Print all of the records below again without a single difference.

___ Data for review ___

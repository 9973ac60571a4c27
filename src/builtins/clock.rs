// ABOUTME: The `clock` native function, returning milliseconds since the Unix epoch

use crate::value::Value;
use std::time::{SystemTime, UNIX_EPOCH};

pub fn clock(_args: &[Value]) -> Value {
    let elapsed = SystemTime::now()
        .duration_since(UNIX_EPOCH)
        .unwrap_or_default();
    Value::Number(elapsed.as_millis() as f64)
}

___

- [Written answer]
repository 9973ac60571a4c27
filename src/builtins/clock.rs
// ABOUTME: The `clock` native function, returning milliseconds since the Unix epoch

use crate::value::Value;
use std::time::{SystemTime, UNIX_EPOCH};

pub fn clock(_args: &[Value]) -> Value {
    let elapsed = SystemTime::now()
        .duration_since(UNIX_EPOCH)
        .unwrap_or_default();
    Value::Number(elapsed.as_millis() as f64)
}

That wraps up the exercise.